東京文化会館の重み。

まずはちょっと脱線しますが、本日朝日新聞の東京本社版夕刊に『昭和40年男』のロゴが踊る予定になっている。ドキドキ。

先日、日本の文化コンサートの聖地のひとつ、東京文化会館に仕事で出かけた。開都500年の記念事業として昭和36年にオープンしたホールだ。オペラやバレエ、クラシックの大物たちがここで己を賭けてライブを行ってきたその重みが、そのまま空気になっているような気がした。仕事ということで舞台袖や控え室に入れたのはラッキーで、写真は控え室のあるフロアーの壁だ。世界中の超一流プレイヤーのものだろう。そっちの世界に明るくない僕で、残念ながら誰のものだかさっぱりわからない。だがこうしたところにも重さを感じ、芸術の神様がいるような気がしてくる。

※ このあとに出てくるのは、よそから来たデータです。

#![deny(missing_docs)]
//! A scaffold for solving the Advent of Code 2025 puzzles.
//!
//! Each day lives in its own module under [`days`], implementing the
//! [`solution::Solution`] trait: parse the raw input once, then answer two
//! parts. The [`runner`] module locates each day's `input.txt`, dispatches to
//! the registered solution and times every phase of the run. The [`util`]
//! module holds the line/number/grid parsing and geometry helpers shared
//! across days.

/// The `days` module contains one submodule per puzzle day and the registry
/// enum that maps day numbers to solutions.
pub mod days;

/// The `runner` module locates puzzle inputs on disk and executes day
/// solutions, reporting per-phase timings.
pub mod runner;

/// The `solution` module defines the interface every day module implements.
pub mod solution;

/// The `util` module provides parsing, grid and geometry helpers shared
/// across the day solutions.
pub mod util;
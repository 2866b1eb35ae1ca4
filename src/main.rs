//! # advent
//!
//! `advent` is the command-line runner for the Advent of Code 2025
//! scaffold. Each day's puzzle is a module implementing the `Solution`
//! trait (parse the input, answer two parts); the runner locates the day's
//! `input.txt`, dispatches to the registered module and times every phase.
//!
//! ## Features
//!
//! -   **Per-day execution**: run a single day by number, or all days 1-12
//!     sequentially.
//! -   **Recoverable failures**: a missing input file, an unregistered day
//!     or a parse error is reported on the console and never aborts an
//!     `all` run.
//! -   **Statistics**: per-day parse/part timings plus allocated and
//!     resident memory figures from `tikv-jemallocator`.
//! -   **Input discovery**: `status` lists which days already have their
//!     puzzle input on disk.
//!
//! ## Usage
//!
//! ### General syntax
//!
//! ```sh
//! advent [DAY_NUMBER] [SUBCOMMAND]
//! ```
//!
//! ### Global argument
//!
//! -   `day_number`: if provided as the *only* argument (without a
//!     subcommand), runs that day.
//!
//!     ```sh
//!     advent 5
//!     ```
//!
//! ### Subcommands
//!
//! 1.  **`all`**: run every day of the event in order, then print a
//!     `Completed X/12 days` summary with the total time.
//!     ```sh
//!     advent all
//!     ```
//!
//! 2.  **`status`**: list each registered day and whether its input file is
//!     present under the input directory.
//!     ```sh
//!     advent status
//!     ```
//!
//! 3.  **`completions`**: generate shell completion scripts.
//!     ```sh
//!     advent completions zsh
//!     ```
//!
//! ### Common options
//!
//! -   `--input-dir <DIR>`: directory holding `dayNN/input.txt` (default:
//!     `days`).
//! -   `--input <FILE>`: explicit input file, bypassing the conventional
//!     location (single-day runs only).
//! -   `-s, --stats`: print the timing/memory statistics table (default:
//!     `true`).
//! -   `-d, --debug`: print input size details before running.
//!
//! ## Example invocations
//!
//! ```sh
//! # Run day 3 with the default input layout
//! advent 3
//!
//! # Run day 3 against a sample input
//! advent 3 --input days/day03/sample.txt
//!
//! # Run the whole event
//! advent all
//!
//! # Which days have inputs so far?
//! advent status
//! ```
//!
//! Invalid day arguments (non-numeric, or outside 1-12) print an error and
//! exit non-zero.

use clap::Parser;

mod command_line;

use command_line::cli::Cli;

/// Global allocator using `tikv-jemallocator` for potentially better
/// performance and memory usage tracking.
#[global_allocator]
static GLOBAL: tikv_jemallocator::Jemalloc = tikv_jemallocator::Jemalloc;

fn main() {
    let cli = Cli::parse();
    command_line::cli::dispatch(cli);
}
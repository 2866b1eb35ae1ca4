//! Day 7: puzzle not yet released.

use crate::solution::Solution;
use crate::util::{self, ParseError};

/// Scaffold solution for day 7.
#[derive(Debug, Default, Clone, Copy)]
pub struct Day07;

impl Solution for Day07 {
    type Parsed = Vec<String>;

    fn parse(&self, input: &str) -> Result<Self::Parsed, ParseError> {
        Ok(util::read_lines(input).into_iter().map(str::to_owned).collect())
    }

    fn part_one(&self, _data: &Self::Parsed) -> Option<String> {
        // TODO: implement once the day 7 puzzle unlocks
        None
    }

    fn part_two(&self, _data: &Self::Parsed) -> Option<String> {
        // TODO: implement once the day 7 puzzle unlocks
        None
    }
}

上野の杜には美術館や博物館もたくさんあり、よくよく考えると大した文化発信エリアである。戊辰戦争時には戦火に包まれた。勝海舟と西郷隆盛の会談により総攻撃は回避されたものの、局地戦のごとくこの地で旧幕府軍と薩長がぶつかった。その傷跡は今も見られるから、芸術だけでなく歴史探訪でも上野はおもしろい。そもそも上野の杜はすべて寛永寺の敷地だった。増上寺と同じ6人の徳川将軍が眠っている徳川ゆかりの土地が、今は芸術のメッカになっているということだ。

クラシック系の会場で東京を代表するホールがこことオーチャード、サントリーホールだそうだ。ふむふむ、それぞれ格式を感じさせる。先日の仕事というのが最近付き合いが始まったコーラスグループのフォレスタで、一部メンバーに話を聞くとここでやれることに格別の思いがあると言っていた。それでも普段通りのライブで、ほぼ満員のお客さんから大喝采を浴びた。メンバーより僕の方が緊張していて、終わった時はホッとするやら感動するやら。ホールの空気に過剰に反応してしまったようだ。

彼らライブでは、アンコールの最後の曲をオフマイクのオペラ形式で演奏する。ホールの響きのよさを堪能できる瞬間だった。2,000人の客を飲み込んだ大ホールを、肉声だけで成立させるのだから本気で声楽を学んだ人間てのは大したものだ。そして、響き渡らせるホールも古くとも素晴らしく、大人だからこそ楽しめる世界を知った気分の1日だった。